We are pleased to feature Interim Department Chair of History Thomas J. Humphrey as our Faculty Spotlight!
 
Humphrey Land and LibertyDr. Humphrey received his B.A. from John Carroll University in 1988 and his M.A. from John Carroll in 1990.  He went on to earn his PhD from Northern Illinois University in 1996.  His publications include the 2004 book Land and Liberty: Hudson Valley Riots in the Age of Revolution and 2005 edited volume New World Orders: Violence, Sanction, and Authority in the Early Americas, 1500-1825 as well as his 2015 article in The Journal of Early American History, The Anatomy of a Crowd: Making Mobs in Early America.”  Dr. Humphrey is Interim Department Chair of History for AY 2015-2016 and advises Social Studies majors throughout the year.
 
 
Courses taught:
HIS 111: U.S. History to 1877 *
HIS 299: Introduction to Historical Methods *
HIS 312: Colonial America *
HIS 313: The American Revolution *
HIS 401:  History Seminar *
Graduate Reading Seminars
 
(* = counts toward the SST major)
 
Biography:
TOM_HUMPHREYI am an accidental academic. While I was an undergrad at JCU, a faculty member asked if I was interested in getting an M.A. The offer came with funding so I jumped at it—I had worked full time to pay for school while getting my B.A. so the money was too good to refuse. Almost immediately, the faculty began encouraging me to pursue a PhD. I applied to a few schools, got in a couple of places, and in August 1991 I packed up and moved to DeKalb, Illinois to chase the dream of a PhD. Once at NIU, I encountered great people—Allan Kulikoff and Simon Newman foremost among them. They introduced me to the Philadelphia Center at the University of Pennsylvania, where I later received a fellowship. Going to the Center was the kind of opportunity every graduate student should have. It’s rare that we have the chance to have dozens of smart people train their thoughts on your work, and your work is the better for it. And I made personal and professional relationships that I’ve cherished ever since. Once I finished my PhD, I bounced around at a couple of different odd posts before landing at CSU, where I’ve been since 1998. It is at CSU that professors can really teach subjects like race and class because the students understand them intuitively and, too often, acutely. It’s where we can truly meet and learn from the next generation of informed and active citizens. It’s where I’ll stay.
 
What are your primary academic research and teaching areas? 
I research and write about three interrelated topics—land disputes, tenancy, race, and crowd violence in North America in the eighteenth century.
 
How do you incorporate these interests into your Social Studies and/or history courses at CSU?
Fortunately, my teaching specialties are Colonial and Revolutionary American history. The courses overlap nicely with my research interests. I think the most significant way my research interests shape my teaching is that writing the history of the bottom up, which I see as different than history from the bottom up, requires us to reshape the traditional narratives students often carry into class. Many historians develop a narrative that depends on the imperial crisis between colonists in North America and Britain that led to the Declaration of Independence and the Constitution. The American Revolution, for example, becomes a deus ex machine that explains every event from roughly 1763 to 1812. Looking at history of the bottom means sometimes eschewing that master narrative. Such a perspective offers us the chance to see the past differently. At the same time, it requires students to reevaluate the history they know.
 
How do you use primary sources, off-campus resources, or technology in your courses?

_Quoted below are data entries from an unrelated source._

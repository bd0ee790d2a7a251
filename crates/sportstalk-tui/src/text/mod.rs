//! Text layout utilities.
//!
//! - [`wrap_text`] - Soft-wrap text to a column width
//! - [`visual_width`], [`truncate_to_width`] - Unicode-aware cell widths

mod width;
mod wrap;

pub use width::{truncate_to_width, visual_width};
pub use wrap::wrap_text;
//! Transcript scroll state.
//!
//! Scrolling is measured in lines back from the bottom, so a value of zero
//! follows new messages as they arrive.

/// Lines scrolled per mouse wheel tick.
pub const SCROLL_SPEED: usize = 3;

/// Scroll position of the transcript.
#[derive(Debug, Clone, Copy, Default, PartialEq, Eq)]
pub struct TranscriptScroll {
    back: usize,
}

impl TranscriptScroll {
    /// Create a scroll state pinned to the bottom.
    pub fn new() -> Self {
        Self::default()
    }

    /// Whether the view sticks to the newest line.
    pub fn is_following(&self) -> bool {
        self.back == 0
    }

    /// Lines scrolled back from the bottom.
    pub fn lines_back(&self) -> usize {
        self.back
    }

    /// Scroll towards older messages.
    pub fn scroll_up(&mut self, amount: usize) {
        self.back = self.back.saturating_add(amount);
    }

    /// Scroll towards newer messages.
    pub fn scroll_down(&mut self, amount: usize) {
        self.back = self.back.saturating_sub(amount);
    }

    /// Limit the position to `max_back` lines, the furthest the view can go.
    ///
    /// Called on every draw so scrolling past the top does not have to be
    /// undone key by key.
    pub fn clamp(&mut self, max_back: usize) {
        self.back = self.back.min(max_back);
    }

    /// Jump back to the newest line and follow from there.
    pub fn follow(&mut self) {
        self.back = 0;
    }

    /// First visible line for `total` lines in a viewport of `height`.
    ///
    /// Scrolling past the top clamps to the first line.
    pub fn first_visible(&self, total: usize, height: usize) -> usize {
        let bottom_start = total.saturating_sub(height);
        bottom_start.saturating_sub(self.back.min(bottom_start))
    }
}

#[cfg(test)]
mod tests {
    use super::*;

    #[test]
    fn test_starts_following() {
        let scroll = TranscriptScroll::new();
        assert!(scroll.is_following());
        assert_eq!(scroll.first_visible(30, 10), 20);
    }

    #[test]
    fn test_scroll_up_and_down() {
        let mut scroll = TranscriptScroll::new();
        scroll.scroll_up(5);
        assert!(!scroll.is_following());
        assert_eq!(scroll.first_visible(30, 10), 15);

        scroll.scroll_down(2);
        assert_eq!(scroll.first_visible(30, 10), 17);

        scroll.scroll_down(100);
        assert!(scroll.is_following());
    }

    #[test]
    fn test_clamps_at_top() {
        let mut scroll = TranscriptScroll::new();
        scroll.scroll_up(1000);
        assert_eq!(scroll.first_visible(30, 10), 0);
    }

    #[test]
    fn test_short_transcript_starts_at_zero() {
        let mut scroll = TranscriptScroll::new();
        assert_eq!(scroll.first_visible(4, 10), 0);
        scroll.scroll_up(3);
        assert_eq!(scroll.first_visible(4, 10), 0);
    }

    #[test]
    fn test_clamped_overscroll_recovers_in_one_step() {
        let mut scroll = TranscriptScroll::new();
        for _ in 0..10 {
            scroll.scroll_up(10);
            scroll.clamp(20);
        }
        assert_eq!(scroll.first_visible(30, 10), 0);

        scroll.scroll_down(10);
        assert_eq!(scroll.first_visible(30, 10), 10);
    }

    #[test]
    fn test_clamp_keeps_smaller_offsets() {
        let mut scroll = TranscriptScroll::new();
        scroll.scroll_up(4);
        scroll.clamp(20);
        assert_eq!(scroll.lines_back(), 4);
        scroll.clamp(0);
        assert!(scroll.is_following());
    }

    #[test]
    fn test_follow_resets() {
        let mut scroll = TranscriptScroll::new();
        scroll.scroll_up(SCROLL_SPEED);
        scroll.follow();
        assert_eq!(scroll.lines_back(), 0);
    }
}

Generally, I use primary sources to illustrate the points I’m going to try to make in the class. I have a great source from the 1820s that illuminates all the elements of Manifest Destiny for students. It’s an advertisement announcing that a group of people intend to fill a boat with animals—some wild, some not—and let the boat float down the Niagara River and then, perhaps, over the Falls. It was a money-making venture, for sure, but when we unpack the document, we can see the force that broader trends and ideas exert on people and the environment.
 
What is your favorite aspect of teaching at CSU?    
CSU’s student population is racially, culturally, and economically diverse. That diversity means CSU’s students understand the economic, racial, and gendered forces of power at work in history because they experience these forces, often acutely, in their day-to-day activities. In that regard, CSU’s student population is unique in the region and among leading state schools. It means we get to teach in a different way. And that diversity means we, as professors, often gather more knowledge than we impart.
 
What is the most important thing you learned in your teacher education program?
I learned to be fluid in my teaching style. I’m not sure exactly what that means but I suppose it means to recognize what does not work as much as it means to understand what does work, and why. The other thing I’ve learned from teaching is that students are often right. That is, students are the best barometer for what works, and for what doesn’t.
 
What advice would you give a student interested in becoming a Social Studies teacher?
I would urge prospective teachers to understand that sometimes it is their responsibility to present alternative narratives and perspectives to their students. Doing so pushes students to see events from different points of view. I’d take that so far as to encourage prospective teachers to ask their students to question the most fundamental things—what is a fact and how do we construct them, for example. Or, ask your students how we construct the narrative of history? Who is in? And, more importantly, who is left out? I’d then encourage teachers to shift the narrative to include the marginalized rather than exclude them.
 
Thank you Dr. Humphrey!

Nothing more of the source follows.